If your operator can straighten out a mistake with authorities, it will cost much time and additional money. If the authorities refuse to re-issue incorrect paperwork upon arrival, your firearm will be confiscated and held in Customs until you depart the country. If your departure date is incorrect or the serial number is not a perfect match when you try to leave the country, you will be delayed and possibly fined. So, when you receive your permit, double check it to make sure all the information is correct. The exact number of rounds of ammunition is also important.


Make sure all your information is clearly written and legible. When sending copies of documents, be sure the photocopies or scans are of a high resolution, are clear and perfectly legible. The copy of your passport should be the page with your photo, personal details and signature.

No Last-Minute Changes

Be certain about which firearms you are taking with you. Once your application is submitted, you cannot change your mind. Last-minute changes in firearms is one of the top causes of problems with firearm importations. Permits are issued only for the specific firearms and serial numbers you list on your application. Bringing a different firearm creates complications that may result in confiscation. If your permit lists ammunition, be sure to bring the exact kind and amount of ammunition that is listed. Bringing less can cause as many problems as bringing more.

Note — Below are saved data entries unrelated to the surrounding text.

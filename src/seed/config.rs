//! Configuration for a seeding run.
//!
//! Settings come from CLI flags, an optional YAML file, and defaults, in that
//! order of precedence.

use anyhow::Context;
use serde::{Deserialize, Serialize};
use std::fs;
use std::path::{Path, PathBuf};

/// Output file used when neither the CLI nor the config file names one
pub const DEFAULT_OUTPUT: &str = "test_data.sql";

/// YAML settings file
///
/// ```yaml
/// seed: 42
/// output: fixtures/seed.sql
/// ```
#[derive(Debug, Clone, Default, PartialEq, Serialize, Deserialize)]
#[serde(default, deny_unknown_fields)]
pub struct SeedYamlConfig {
    /// Random seed for reproducible output
    pub seed: Option<u64>,
    /// Output SQL file
    pub output: Option<PathBuf>,
}

impl SeedYamlConfig {
    /// Load configuration from a YAML file
    pub fn load(path: &Path) -> anyhow::Result<Self> {
        let content = fs::read_to_string(path)
            .with_context(|| format!("failed to read config file: {}", path.display()))?;
        let config: SeedYamlConfig = serde_yaml_ng::from_str(&content)
            .with_context(|| format!("invalid config file: {}", path.display()))?;
        Ok(config)
    }
}

/// Resolved settings for one run
#[derive(Debug, Clone)]
pub struct SeedConfig {
    /// Output SQL file
    pub output: PathBuf,
    /// Seed for the generator RNG
    pub seed: u64,
    /// Generate without writing the output file
    pub dry_run: bool,
    /// Show a progress spinner on stderr
    pub progress: bool,
}

impl Default for SeedConfig {
    fn default() -> Self {
        Self {
            output: PathBuf::from(DEFAULT_OUTPUT),
            seed: 0,
            dry_run: false,
            progress: false,
        }
    }
}

impl SeedConfig {
    /// Merge CLI values over file values over defaults. A seed missing from
    /// both is drawn from system randomness.
    pub fn resolve(
        output: Option<PathBuf>,
        seed: Option<u64>,
        file: Option<&SeedYamlConfig>,
    ) -> Self {
        let output = output
            .or_else(|| file.and_then(|f| f.output.clone()))
            .unwrap_or_else(|| PathBuf::from(DEFAULT_OUTPUT));
        let seed = seed
            .or_else(|| file.and_then(|f| f.seed))
            .unwrap_or_else(rand::random);

        Self {
            output,
            seed,
            ..Default::default()
        }
    }
}

#[cfg(test)]
mod tests {
    use super::*;

    #[test]
    fn test_parse_yaml_config() {
        let yaml = r#"
seed: 42
output: fixtures/seed.sql
"#;
        let config: SeedYamlConfig = serde_yaml_ng::from_str(yaml).unwrap();
        assert_eq!(config.seed, Some(42));
        assert_eq!(config.output, Some(PathBuf::from("fixtures/seed.sql")));
    }

    #[test]
    fn test_parse_partial_config() {
        let config: SeedYamlConfig = serde_yaml_ng::from_str("seed: 7\n").unwrap();
        assert_eq!(config.seed, Some(7));
        assert_eq!(config.output, None);
    }

    #[test]
    fn test_unknown_key_rejected() {
        let result: Result<SeedYamlConfig, _> = serde_yaml_ng::from_str("rows: 10\n");
        assert!(result.is_err());
    }

    #[test]
    fn test_cli_overrides_file() {
        let file = SeedYamlConfig {
            seed: Some(1),
            output: Some(PathBuf::from("from_file.sql")),
        };
        let config = SeedConfig::resolve(Some(PathBuf::from("cli.sql")), Some(2), Some(&file));
        assert_eq!(config.output, PathBuf::from("cli.sql"));
        assert_eq!(config.seed, 2);
    }

    #[test]
    fn test_file_used_when_cli_silent() {
        let file = SeedYamlConfig {
            seed: Some(9),
            output: Some(PathBuf::from("from_file.sql")),
        };
        let config = SeedConfig::resolve(None, None, Some(&file));
        assert_eq!(config.output, PathBuf::from("from_file.sql"));
        assert_eq!(config.seed, 9);
    }

    #[test]
    fn test_default_output() {
        let config = SeedConfig::resolve(None, Some(3), None);
        assert_eq!(config.output, PathBuf::from("test_data.sql"));
        assert!(!config.dry_run);
    }
}
//! SQL rendering for generated data.
//!
//! Every table becomes one insert block: a `-- <Table> test data` comment line
//! followed by a single multi-row `INSERT` statement. Blocks are separated by a
//! blank line.

use crate::generator::{GeneratedData, Row, TableData};
use std::io::{self, Write};

/// Separator placed between consecutive insert blocks
pub const BLOCK_SEPARATOR: &str = "\n\n";

/// Comment line that precedes a table's insert block
pub fn block_header(table_name: &str) -> String {
    format!("-- {} test data", table_name)
}

/// Render one table as a commented, multi-row INSERT statement
pub fn render_table(table: &TableData) -> String {
    let mut out = block_header(table.name());
    out.push('\n');

    if table.rows.is_empty() {
        out.push_str("-- (no rows)\n");
        return out;
    }

    out.push_str(&format!(
        "INSERT INTO {} ({}) VALUES\n",
        table.name(),
        table.table.columns.join(", ")
    ));
    let tuples: Vec<String> = table.rows.iter().map(render_row).collect();
    out.push_str(&tuples.join(",\n"));
    out.push_str(";\n");
    out
}

fn render_row(row: &Row) -> String {
    let values: Vec<String> = row.iter().map(|v| v.to_sql()).collect();
    format!("({})", values.join(", "))
}

/// Render all tables, in order, as the full output text
pub fn render_to_string(data: &GeneratedData) -> String {
    data.tables
        .iter()
        .map(render_table)
        .collect::<Vec<_>>()
        .join(BLOCK_SEPARATOR)
}

/// Write the rendered output, returning the number of bytes written
pub fn render_to_writer<W: Write>(data: &GeneratedData, mut writer: W) -> io::Result<u64> {
    let output = render_to_string(data);
    writer.write_all(output.as_bytes())?;
    writer.flush()?;
    Ok(output.len() as u64)
}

Check Your Airline’s Policies

Every airline has different policies about the number of firearms and amount of ammunition they will carry as checked baggage. Compare restrictions with what your hunting destination will allow. Remember that airlines will restrict you to no more than 11 pounds or 5 kilos of ammunition. Some airlines allow you to pack ammunition in the same case as your firearm, but your destination may not allow that.

Also, make sure all your chosen airlines have what is called an interline baggage agreement, which allows them to transfer your bags (including your gun cases) from one airline to another. That would also allow your bags to be checked all the way through to your final destination. If your airlines do not have this agreement, you will be forced to claim your bags and gun case wherever you are making a connection and re-check them onto your next flight. If this happens in another country, you will need an import permit (or transit permit) for that country. Not having a permit could trigger legal complications and ruin your trip before you even get to your hunting destination.

Some US airlines will not transfer firearms to another airline even if they do have interline baggage agreements and transfer your other luggage. Check on this before booking your flights and make sure you have enough time between flights to claim your bags and recheck them for your next flight. If this takes place in another country, you will need a permit.

If you are re-routed or put on another airline due to cancelled flights or other flight travel problems, make sure there won’t be a problem with your guns.

Transiting Countries

Some countries, such as the Netherlands and South Africa, require you to get transit permits for firearms even if you are only transiting through and never claim your bags. Each will limit the number of firearms they allow a traveler to bring into their country even if only in transit. Be sure you or your travel agent checks on any such restrictions before booking your travel.

Tips on Baggage

Make sure all of your bags are properly marked with nametags for identification and to contact you in the event the bags do not arrive at your final destination. Pack your unloaded firearm in a sturdy, lockable case and your ammo in a separate lockable container in your checked baggage.

Physically check your baggage tags to ensure that they have been correctly printed and attached. Ask if an “in-transit tag” is necessary when transiting through the country where you are connecting for your final flight.